In 1954, Parker released the Parker Jotter ballpoint pen with its original nylon body and inverted "V" clip. The Jotter would go on to sell over 750 million units during its history. In 1955, the company introduced its Liquid Lead pencil, which used liquid graphite to write like a pen. However, the Scripto company had introduced a similar product called Fluidlead a few months prior.

The company bought retailer and catalog company Norm Thompson in 1973, and then sold it in 1981.

A management buyout in 1986 moved the company's headquarters to Newhaven, East Sussex, England, which was the original location of the Valentine Pen Company previously acquired by Parker. In 1993, Parker was purchased by the Gillette Company, which already owned the Paper Mate brand – the best-selling disposable ballpoint. In 2000, Gillette sold its writing instruments division to the company Newell Rubbermaid, whose Sanford Stationery Division became the largest writing instrument manufacturers in the world at that time, simultaneously owning such brand names as Rotring, Sharpie, Reynolds as well as Parker, PaperMate, Waterman, and Liquid Paper.

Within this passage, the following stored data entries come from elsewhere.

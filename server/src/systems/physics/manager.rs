// massive_world_physics/server/src/systems/physics/manager.rs
use super::force_system::{ForceReadWriteIndex, ForceSystem};
use super::overlap::OverlapEvent;
use super::reactor::PhysicsReactor;
use crate::core::config::PhysicsConfig;
use crate::core::error::{PhysicsError, PhysicsResult};
use crate::core::types::{is_near_zero, ChangePositionFlags, EntityId, MoveEntityFlags, PhysicsFrameId, Vec3};
use crate::operational::monitoring::metrics::PhysicsMetrics;
use crate::world::Game;
use std::collections::VecDeque;
use std::time::Instant;
use tracing::{debug, warn};

#[derive(Debug, Clone, Copy, PartialEq, Eq)]
pub enum SkipReason {
    /// A resolve pass is already running.
    AlreadyResolving,
    /// The game has no region to resolve against.
    NoWorld,
}

#[derive(Debug, Clone, Copy, Default, PartialEq, Eq)]
pub struct ResolveStats {
    pub physics_frame: PhysicsFrameId,
    /// In-world, live entities taken from the resolve batch.
    pub entities_resolved: usize,
    pub entities_moved: usize,
    pub attached_entities_updated: usize,
    pub force_systems_active: usize,
    pub overlap_events: usize,
}

#[derive(Debug, Clone, Copy, PartialEq, Eq)]
pub enum ResolveOutcome {
    Resolved(ResolveStats),
    Skipped(SkipReason),
}

impl ResolveOutcome {
    pub fn stats(&self) -> Option<&ResolveStats> {
        match self {
            ResolveOutcome::Resolved(stats) => Some(stats),
            ResolveOutcome::Skipped(_) => None,
        }
    }
}

/// Entities touched by the current tick besides the resolve batch.
#[derive(Debug, Default)]
pub(super) struct PhysicsContext {
    pub(super) attached_entities: Vec<EntityId>,
}

/// Per-tick resolver: owns the resolve sets, force systems and the overlap
/// event queue. Runs single threaded against a `Game` it borrows per call.
pub struct PhysicsManager {
    pub(super) config: PhysicsConfig,
    pub(super) pending_force_systems: Vec<ForceSystem>,
    pub(super) active_force_systems: Vec<ForceSystem>,
    pub(super) overlap_events: VecDeque<OverlapEvent>,
    entities_pending_resolve: Vec<EntityId>,
    entities_resolving: Vec<EntityId>,
    pub(super) physics_frames: PhysicsFrameId,
    pub(super) force_index: ForceReadWriteIndex,
    resolving: bool,
    metrics: PhysicsMetrics,
}

impl PhysicsManager {
    pub fn new(config: PhysicsConfig) -> Self {
        PhysicsManager {
            config,
            pending_force_systems: Vec::new(),
            active_force_systems: Vec::new(),
            overlap_events: VecDeque::new(),
            entities_pending_resolve: Vec::new(),
            entities_resolving: Vec::new(),
            physics_frames: 1,
            force_index: ForceReadWriteIndex::default(),
            resolving: false,
            metrics: PhysicsMetrics::new(),
        }
    }

    pub fn config(&self) -> &PhysicsConfig {
        &self.config
    }

    pub fn physics_frame(&self) -> PhysicsFrameId {
        self.physics_frames
    }

    pub fn force_read_index(&self) -> usize {
        self.force_index.read_index()
    }

    pub fn force_write_index(&self) -> usize {
        self.force_index.write_index()
    }

    pub fn pending_resolve(&self) -> &[EntityId] {
        &self.entities_pending_resolve
    }

    pub fn pending_force_system_count(&self) -> usize {
        self.pending_force_systems.len()
    }

    pub fn active_force_system_count(&self) -> usize {
        self.active_force_systems.len()
    }

    pub fn is_resolving(&self) -> bool {
        self.resolving
    }

    /// Queues the entity for the next resolve pass. Idempotent within a frame;
    /// returns false if the entity is unknown or already queued.
    pub fn register_entity_for_pending_physics_resolve(&mut self, game: &mut Game, entity_id: EntityId) -> bool {
        let Some(entity) = game.entities.get_mut(entity_id) else {
            return false;
        };
        if entity.physics.registered_physics_frame_id == self.physics_frames {
            return false;
        }
        entity.physics.registered_physics_frame_id = self.physics_frames;
        self.entities_pending_resolve.push(entity_id);
        true
    }

    /// Adds a force system; it is first applied by the next resolve pass.
    pub fn submit_force_system(&mut self, system: ForceSystem) {
        if system.is_empty() {
            debug!("Ignoring force system '{}' with no members", system.name());
            return;
        }
        self.pending_force_systems.push(system);
    }

    /// Accumulates a displacement into the entity's write slot and queues it for resolve.
    pub fn apply_external_force(&mut self, game: &mut Game, entity_id: EntityId, force: Vec3) -> PhysicsResult<()> {
        if !force.is_finite() {
            return Err(PhysicsError::InvalidForce(format!("external force {:?} is not finite", force)));
        }
        let write_index = self.force_index.write_index();
        let entity = game.entities.get_mut(entity_id).ok_or(PhysicsError::EntityNotFound(entity_id))?;
        entity.physics.add_external_force(write_index, force);
        self.register_entity_for_pending_physics_resolve(game, entity_id);
        Ok(())
    }

    /// Runs one physics tick.
    pub fn resolve_entities(&mut self, game: &mut Game, reactor: &mut dyn PhysicsReactor) -> ResolveOutcome {
        if self.resolving {
            debug!("Physics resolve requested while a resolve is in progress");
            return ResolveOutcome::Skipped(SkipReason::AlreadyResolving);
        }
        if !game.has_world() {
            debug!("Physics resolve skipped: no world");
            return ResolveOutcome::Skipped(SkipReason::NoWorld);
        }

        let tick_start = Instant::now();
        self.resolving = true;

        let mut resolving = std::mem::take(&mut self.entities_resolving);
        resolving.clear();
        resolving.append(&mut self.entities_pending_resolve);
        self.physics_frames = next_physics_frame(self.physics_frames);

        self.force_index.swap();
        self.apply_force_systems(game, reactor);

        let mut context = PhysicsContext::default();
        let (entities_resolved, entities_moved) =
            self.resolve_entities_allow_penetration(game, reactor, &mut context, &resolving);

        let mut touched = resolving.clone();
        touched.extend_from_slice(&context.attached_entities);
        let overlap_events = self.resolve_entities_overlap_state(game, reactor, &touched);

        resolving.clear();
        self.entities_resolving = resolving;
        game.regions.clear_collided_entities();
        self.resolving = false;

        let stats = ResolveStats {
            physics_frame: self.physics_frames,
            entities_resolved,
            entities_moved,
            attached_entities_updated: context.attached_entities.len(),
            force_systems_active: self.active_force_systems.len(),
            overlap_events,
        };

        let elapsed = tick_start.elapsed();
        self.metrics.record_tick(&stats, elapsed.as_secs_f64());
        if elapsed.as_millis() > u128::from(self.config.slow_tick_log_ms) {
            warn!(
                "Slow physics tick {}: {:?} for {} entities",
                stats.physics_frame, elapsed, stats.entities_resolved
            );
        }

        ResolveOutcome::Resolved(stats)
    }

    fn resolve_entities_allow_penetration(
        &mut self,
        game: &mut Game,
        reactor: &mut dyn PhysicsReactor,
        context: &mut PhysicsContext,
        entities_resolving: &[EntityId],
    ) -> (usize, usize) {
        let read_index = self.force_index.read_index();
        let (mut resolved, mut moved) = (0, 0);

        for &entity_id in entities_resolving {
            let Some(entity) = game.in_world_entity(entity_id) else {
                continue;
            };
            if entity.is_destroyed() {
                continue;
            }

            let mut external_forces = entity.physics.external_forces(read_index);
            let mut repulsion_forces = entity.physics.repulsion_forces(read_index);

            let mut move_flags = MoveEntityFlags::empty();
            if entity.physics.has_external_forces(read_index) {
                move_flags |= MoveEntityFlags::SEND_TO_OWNER | MoveEntityFlags::SEND_TO_CLIENTS;
            }
            if entity.movement_authoritative {
                move_flags |= MoveEntityFlags::SEND_TO_OWNER;
            }

            if !is_near_zero(repulsion_forces, self.config.near_zero_epsilon) {
                let length = repulsion_forces.length();
                let collide_radius = entity.collide_radius();
                if length > collide_radius {
                    repulsion_forces *= collide_radius / length;
                }
                external_forces += repulsion_forces;
            }

            move_flags |= MoveEntityFlags::SWEEP_COLLIDE | MoveEntityFlags::SLIDING;
            resolved += 1;
            if self.move_entity(game, reactor, entity_id, external_forces, move_flags) {
                moved += 1;
            }

            if let Some(entity) = game.entities.get_mut(entity_id) {
                entity.physics.on_physics_update_finished(read_index);
            }
            self.update_attached_entity_positions(game, reactor, context, entity_id);
        }

        (resolved, moved)
    }

    /// Snaps every attached entity onto its parent and re-checks its contacts.
    fn update_attached_entity_positions(
        &mut self,
        game: &mut Game,
        reactor: &mut dyn PhysicsReactor,
        context: &mut PhysicsContext,
        parent_id: EntityId,
    ) {
        let Some(parent) = game.entities.get(parent_id) else {
            return;
        };
        if !parent.physics.has_attached_entities() {
            return;
        }
        let parent_position = parent.position;
        let parent_orientation = parent.orientation;
        let attached: Vec<EntityId> = parent.physics.attached_entities().to_vec();

        for child_id in attached {
            let Some(child) = game.in_world_entity(child_id) else {
                continue;
            };
            let orientation = child
                .prototype
                .update_orientation_with_parent
                .then_some(parent_orientation);

            game.change_region_position(
                child_id,
                parent_position,
                orientation,
                ChangePositionFlags::PHYSICS_RESOLVE,
                reactor,
            );
            self.check_for_existing_collisions(game, reactor, child_id, false);
            context.attached_entities.push(child_id);
        }
    }
}

/// Advances the frame counter, skipping 0 so a fresh entity never looks registered.
fn next_physics_frame(frame: PhysicsFrameId) -> PhysicsFrameId {
    match frame.wrapping_add(1) {
        0 => 1,
        next => next,
    }
}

After Parker's unique design patent for its Jotter classic metal ink refill cartridge expired, low cost generic copies produced in China led to increased commercial competition. Parker's sales began to see drastic adverse effects as a result. In July 2009, Newell Rubbermaid Inc. in response announced that it had decided to close down the Parker production factory at Newhaven in England, with the dismissal of 180 employees from the facility, and relocate production to France. The following month, Newell Rubbermaid announced that closure of the factory in Janesville, Wisconsin, which eliminated a further 153 manufacturing jobs. The company press release stated: "This decision is a response to structural issues accelerated by market trends and is in no way a reflection on the highly valued work performed by our Janesville employees over the years." Newell Rubbermaid offered 'transitional employment services' along with severance pay in compensation to the dismissed workforce.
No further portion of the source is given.